El cuoteo destruirá a nuestra democracia si no se le pone fin. Un sistema de partidos colapsa cuando la corrupción y el manejo prebendario de la cosa pública son insoportables. Basta recordar el caso de Venezuela, donde el bipartidismo instalado en 1958 se derrumbó cuarenta años después con la llegada al poder del mesiánico Hugo Chávez. Sus dirigentes demócratas han tenido una gran responsabilidad en la irrupción del chavismo, pues no elevaron el nivel de vida de amplias capas de la población, ocupados como estaban en valerse de los puestos públicos para enriquecerse groseramente. Que la historia no se repita en nuestro país. Hace falta que los partidos orienten la política nacional, como quiere la Constitución, en vez de dedicarse al repugnante tráfico de cargos. Necesitamos que sean fuertes. Lo serán si están en condiciones de fijar las directrices políticas para el país, con base en un ideario programa actualizado y no en simples eslóganes. Un partido es fuerte en la medida en que tiene ideas claras sobre lo que se debe hacer desde el Estado para la sociedad. La distribución de prebendas es una faena vacía de contenido político real. El cuoteo nada tiene que ver con el buen Gobierno, sino con las ganas de aprovecharse del dinero público. Un buen Gobierno requiere el concurso de personas idóneas y honestas. No son ellas, precisamente, las favorecidas con el infame cuoteo.
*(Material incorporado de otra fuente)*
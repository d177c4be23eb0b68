/// Group management
///
/// Reusable groups of people (users keyed by email) assignable to flow steps.

pub mod storage;
pub mod types;

pub use storage::GroupStorage;
pub use types::{Group, GroupDraft, Member};
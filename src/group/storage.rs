/// SQLite persistence for groups and their members
///
/// Users are shared across groups and deduplicated by email. Membership is
/// replaced wholesale on update, inside the same transaction as the group row.

use crate::error::{StoreError, StoreResult};
use crate::group::types::{Group, GroupDraft, Member};
use crate::storage::codec::now_timestamp;
use crate::storage::rollback;
use serde_json::Value;
use sqlx::sqlite::SqlitePool;
use sqlx::SqliteConnection;

#[derive(Debug, Clone, sqlx::FromRow)]
struct GroupRow {
    id: String,
    name: String,
    color: String,
    team_id: Option<String>,
    accept_any: bool,
    created_at: Option<String>,
    updated_at: Option<String>,
}

#[derive(Debug, Clone)]
pub struct GroupStorage {
    pool: SqlitePool,
}

impl GroupStorage {
    pub fn new(pool: SqlitePool) -> Self {
        Self { pool }
    }

    pub async fn list_groups(&self) -> StoreResult<Vec<Group>> {
        let rows: Vec<GroupRow> = sqlx::query_as(
            "SELECT id, name, color, team_id, accept_any, created_at, updated_at \
             FROM flow_groups ORDER BY name, id",
        )
        .fetch_all(&self.pool)
        .await?;

        let mut groups = Vec::with_capacity(rows.len());
        for row in rows {
            let members = self.load_members(&row.id).await?;
            groups.push(into_group(row, members));
        }
        Ok(groups)
    }

    pub async fn get_group(&self, id: &str) -> StoreResult<Option<Group>> {
        let row: Option<GroupRow> = sqlx::query_as(
            "SELECT id, name, color, team_id, accept_any, created_at, updated_at \
             FROM flow_groups WHERE id = ?",
        )
        .bind(id)
        .fetch_optional(&self.pool)
        .await?;

        match row {
            Some(row) => {
                let members = self.load_members(&row.id).await?;
                Ok(Some(into_group(row, members)))
            }
            None => Ok(None),
        }
    }

    pub async fn create_group(&self, body: &Value) -> StoreResult<String> {
        let draft = GroupDraft::from_body(body)?;
        let id = uuid::Uuid::new_v4().to_string();

        let mut tx = self.pool.begin().await?;
        let result: StoreResult<()> = async {
            let now = now_timestamp();
            sqlx::query(
                "INSERT INTO flow_groups (id, name, color, team_id, accept_any, created_at, updated_at) \
                 VALUES (?, ?, ?, ?, ?, ?, ?)",
            )
            .bind(&id)
            .bind(&draft.name)
            .bind(&draft.color)
            .bind(&draft.team_id)
            .bind(draft.accept_any)
            .bind(&now)
            .bind(&now)
            .execute(&mut *tx)
            .await?;

            link_members(&mut *tx, &id, &draft.members).await
        }
        .await;

        match result {
            Ok(()) => {
                tx.commit().await?;
                tracing::info!("👥 Created group: {} ({}) with {} members", id, draft.name, draft.members.len());
                Ok(id)
            }
            Err(e) => {
                rollback(tx, "create group", &e).await;
                Err(e)
            }
        }
    }

    /// Update a group and replace all of its memberships
    pub async fn update_group(&self, id: &str, body: &Value) -> StoreResult<()> {
        let draft = GroupDraft::from_body(body)?;

        let mut tx = self.pool.begin().await?;
        let result: StoreResult<()> = async {
            let updated = sqlx::query(
                "UPDATE flow_groups SET name = ?, color = ?, team_id = ?, accept_any = ?, updated_at = ? \
                 WHERE id = ?",
            )
            .bind(&draft.name)
            .bind(&draft.color)
            .bind(&draft.team_id)
            .bind(draft.accept_any)
            .bind(now_timestamp())
            .bind(id)
            .execute(&mut *tx)
            .await?;

            if updated.rows_affected() == 0 {
                return Err(StoreError::not_found(format!("Group not found: {id}")));
            }

            sqlx::query("DELETE FROM group_members WHERE group_id = ?")
                .bind(id)
                .execute(&mut *tx)
                .await?;

            link_members(&mut *tx, id, &draft.members).await
        }
        .await;

        match result {
            Ok(()) => {
                tx.commit().await?;
                tracing::info!("👥 Updated group: {} ({})", id, draft.name);
                Ok(())
            }
            Err(e) => {
                rollback(tx, &format!("update group {id}"), &e).await;
                Err(e)
            }
        }
    }

    /// Delete a group; memberships cascade, users are kept
    pub async fn delete_group(&self, id: &str) -> StoreResult<bool> {
        let result = sqlx::query("DELETE FROM flow_groups WHERE id = ?")
            .bind(id)
            .execute(&self.pool)
            .await?;

        Ok(result.rows_affected() > 0)
    }

    async fn load_members(&self, group_id: &str) -> StoreResult<Vec<Member>> {
        let rows: Vec<(String, String)> = sqlx::query_as(
            "SELECT u.name, u.email FROM group_members gm \
             JOIN users u ON u.id = gm.user_id \
             WHERE gm.group_id = ? ORDER BY gm.position",
        )
        .bind(group_id)
        .fetch_all(&self.pool)
        .await?;

        Ok(rows
            .into_iter()
            .map(|(name, email)| Member { name, email })
            .collect())
    }
}

fn into_group(row: GroupRow, members: Vec<Member>) -> Group {
    Group {
        id: row.id,
        name: row.name,
        color: row.color,
        team_id: row.team_id,
        accept_any: row.accept_any,
        members,
        created_at: row.created_at,
        updated_at: row.updated_at,
    }
}

async fn link_members(conn: &mut SqliteConnection, group_id: &str, members: &[Member]) -> StoreResult<()> {
    for (position, member) in members.iter().enumerate() {
        let user_id = find_or_create_user(conn, member).await?;
        sqlx::query(
            "INSERT OR IGNORE INTO group_members (group_id, user_id, position) VALUES (?, ?, ?)",
        )
        .bind(group_id)
        .bind(user_id)
        .bind(position as i64)
        .execute(&mut *conn)
        .await?;
    }
    Ok(())
}

/// Look up a user by email, creating it on first sight
async fn find_or_create_user(conn: &mut SqliteConnection, member: &Member) -> StoreResult<i64> {
    let existing: Option<(i64,)> = sqlx::query_as("SELECT id FROM users WHERE email = ?")
        .bind(&member.email)
        .fetch_optional(&mut *conn)
        .await?;

    if let Some((id,)) = existing {
        return Ok(id);
    }

    let created = sqlx::query("INSERT INTO users (name, email) VALUES (?, ?)")
        .bind(&member.name)
        .bind(&member.email)
        .execute(&mut *conn)
        .await?;

    tracing::debug!("👤 Created user for {}", member.email);
    Ok(created.last_insert_rowid())
}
Confiemos, en fin, en una ciudadanía cada vez más vigilante y consciente de sus derechos, que proteste contra los servicios públicos ineficientes y denuncie a los funcionarios, fiscales y magistrados que no están al servicio del interés general, sino al servicio de sus respectivos padrinos políticos. Y, por supuesto, que controle a quienes ocupan cargos electivos. Está en juego nuestra democracia. La repartija de cargos al margen de las cualidades de quienes los ejerzan es el vicio político que ha hundido a nuestro país en la ignorancia y la pobreza, por lo que debe ser combatida con toda firmeza y perseverancia para que el país no tome un rumbo contrario al que dice desear el presidente electo Horacio Cartes.